When I tried to do this on a model made with the Keras functional API, I get the error: "SymbolicException: Inputs to eager execution function cannot be Keras symbolic tensors, but found ..."
meaning I can't use my loss function because it returns an eager tensor to a Keras DAG that works with symbolic tensors (functional API model). To get around this, I used model.add_loss() instead of passing my loss function into model.compile(), but I believe this hogged GPU memory and caused OOM errors.
I've tried workarounds, where I put my functional API model inside a Keras subclassed model or make a completely new Keras subclassed model.
Workaround 1 is below in code, and runs yet gives me NaNs across the epochs on training on a variety of gradient clippings, and gives 0-valued outputs.
Workaround 2 gives me an error inside the override call() method because the inputs param is different shapes during model compile-time and run-time because my model (in a quirky way) has 3 inputs: 1 is the actual input to the DLNN, and the 2 others are the targets for the input sample. This is so that I can get the targets from each sample into the loss function.

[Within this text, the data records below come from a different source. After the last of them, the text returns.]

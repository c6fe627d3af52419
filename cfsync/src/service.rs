#![doc = "HTTP implementation of the core's CustomFormatService for Radarr/Sonarr v3 APIs."]
//
//! # Remote service client
//!
//! [`ArrClient`] wires the [`CustomFormatService`] trait from `cfsync-core` to a real
//! Radarr or Sonarr instance. Both expose the same `/api/v3/customformat` endpoints and
//! authenticate with an `X-Api-Key` header, so one client serves both.
//!
//! Transport failures, non-success status codes and unexpected payloads are all returned
//! as boxed errors; the core records them as per-item failures (or aborts the target on a
//! failed listing). Request timeouts are enforced here.

use std::time::Duration;

use async_trait::async_trait;
use cfsync_core::contract::{CustomFormatService, RemoteDocument, ServiceError};
use cfsync_core::document::Document;
use serde_json::Value;

pub const API_KEY_HEADER: &str = "X-Api-Key";

const REQUEST_TIMEOUT: Duration = Duration::from_secs(30);

pub struct ArrClient {
    http: reqwest::Client,
    base_url: String,
    api_key: String,
}

impl ArrClient {
    pub fn new(base_url: &str, api_key: &str) -> Result<Self, ServiceError> {
        let http = reqwest::Client::builder()
            .timeout(REQUEST_TIMEOUT)
            .build()?;
        tracing::info!(
            base_url,
            api_key_set = !api_key.is_empty(),
            "Initialized ArrClient"
        );
        Ok(ArrClient {
            http,
            base_url: base_url.trim_end_matches('/').to_string(),
            api_key: api_key.to_string(),
        })
    }

    pub fn endpoint(&self, path: &str) -> String {
        format!("{}/api/v3/{}", self.base_url, path)
    }
}

#[async_trait]
impl CustomFormatService for ArrClient {
    async fn list(&self) -> Result<Vec<RemoteDocument>, ServiceError> {
        let url = self.endpoint("customformat");
        tracing::debug!(url = %url, "Listing custom formats");
        let values: Vec<Value> = self
            .http
            .get(&url)
            .header(API_KEY_HEADER, &self.api_key)
            .send()
            .await?
            .error_for_status()?
            .json()
            .await?;
        let documents = parse_listing(values);
        tracing::info!(count = documents.len(), "Fetched custom formats");
        Ok(documents)
    }

    async fn create(&self, document: &Document) -> Result<i64, ServiceError> {
        let url = self.endpoint("customformat");
        tracing::debug!(url = %url, name = ?document.name(), "Creating custom format");
        let created: Value = self
            .http
            .post(&url)
            .header(API_KEY_HEADER, &self.api_key)
            .json(document)
            .send()
            .await?
            .error_for_status()?
            .json()
            .await?;
        created
            .get("id")
            .and_then(Value::as_i64)
            .ok_or_else(|| "create response did not contain a numeric id".into())
    }

    async fn update(&self, remote_id: i64, document: &Document) -> Result<(), ServiceError> {
        let url = self.endpoint(&format!("customformat/{remote_id}"));
        tracing::debug!(url = %url, name = ?document.name(), "Updating custom format");
        self.http
            .put(&url)
            .header(API_KEY_HEADER, &self.api_key)
            .json(document)
            .send()
            .await?
            .error_for_status()?;
        Ok(())
    }

    async fn delete(&self, remote_id: i64) -> Result<(), ServiceError> {
        let url = self.endpoint(&format!("customformat/{remote_id}"));
        tracing::debug!(url = %url, "Deleting custom format");
        self.http
            .delete(&url)
            .header(API_KEY_HEADER, &self.api_key)
            .send()
            .await?
            .error_for_status()?;
        Ok(())
    }
}

/// Keeps every listed object that carries a numeric `id`.
pub fn parse_listing(values: Vec<Value>) -> Vec<RemoteDocument> {
    values
        .into_iter()
        .filter_map(|value| {
            let document = Document::try_from(value).ok()?;
            match document.id() {
                Some(remote_id) => Some(RemoteDocument {
                    remote_id,
                    document,
                }),
                None => {
                    tracing::warn!(name = ?document.name(), "Ignoring listed custom format without an id");
                    None
                }
            }
        })
        .collect()
}

#[cfg(test)]
mod tests {
    use super::*;
    use serde_json::json;

    #[test]
    fn endpoint_ignores_trailing_slash() {
        let client = ArrClient::new("http://localhost:7878/", "key").unwrap();
        assert_eq!(
            client.endpoint("customformat/3"),
            "http://localhost:7878/api/v3/customformat/3"
        );
    }

    #[test]
    fn listing_skips_entries_without_numeric_id() {
        let documents = parse_listing(vec![
            json!({"id": 1, "name": "A"}),
            json!({"name": "no id"}),
            json!({"id": "2", "name": "string id"}),
            json!("not an object"),
        ]);

        assert_eq!(documents.len(), 1);
        assert_eq!(documents[0].remote_id, 1);
        assert_eq!(documents[0].document.name(), Some("A"));
    }
}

from scipy.io import wavfile
import scipy.signal as sg
import matplotlib.pyplot as plt
import tensorflow as tf
from tensorflow.keras.layers import Input, SimpleRNN, Dense, Lambda, TimeDistributed, Layer, LSTM, Bidirectional, BatchNormalization, Concatenate
from tensorflow.keras.models import Model
from tensorflow.keras.activations import relu
from tensorflow.keras.callbacks import EarlyStopping
import numpy as np
import datetime
import numpy as np
import math
import random
import json
import os
import sys
# Loss function
def discriminative_loss(piano_true, noise_true, piano_pred, noise_pred, loss_const):
last_dim = piano_pred.shape[1] * piano_pred.shape[2]
return (
tf.math.reduce_mean(tf.reshape(noise_pred - noise_true, shape=(-1, last_dim)) ** 2, axis=-1) -
(loss_const * tf.math.reduce_mean(tf.reshape(noise_pred - piano_true, shape=(-1, last_dim)) ** 2, axis=-1)) +
tf.math.reduce_mean(tf.reshape(piano_pred - piano_true, shape=(-1, last_dim)) ** 2, axis=-1) -
(loss_const * tf.math.reduce_mean(tf.reshape(piano_pred - noise_true, shape=(-1, last_dim)) ** 2, axis=-1))
)
def make_model(features, sequences, name='Model'):
input_layer = Input(shape=(sequences, features), dtype='float32',
name='piano_noise_mixed')
piano_true = Input(shape=(sequences, features), dtype='float32',
name='piano_true')
noise_true = Input(shape=(sequences, features), dtype='float32',
name='noise_true')
x = SimpleRNN(features // 2,
activation='relu',
return_sequences=True) (input_layer)
piano_pred = TimeDistributed(Dense(features), name='piano_hat') (x) # source 1 branch
noise_pred = TimeDistributed(Dense(features), name='noise_hat') (x) # source 2 branch
model = Model(inputs=[input_layer, piano_true, noise_true],
outputs=[piano_pred, noise_pred])
return model
# Model "wrapper" for many-input loss function
class RestorationModel2(Model):
def __init__(self, model, loss_const):
super(RestorationModel2, self).__init__()
self.model = model
self.loss_const = loss_const
def call(self, inputs):
return self.model(inputs)
def compile(self, optimizer, loss):
super(RestorationModel2, self).compile()
self.optimizer = optimizer
self.loss = loss
def train_step(self, data):
# Unpack data - what generator yeilds
x, piano_true, noise_true = data
with tf.GradientTape() as tape:
piano_pred, noise_pred = self.model((x, piano_true, noise_true), training=True)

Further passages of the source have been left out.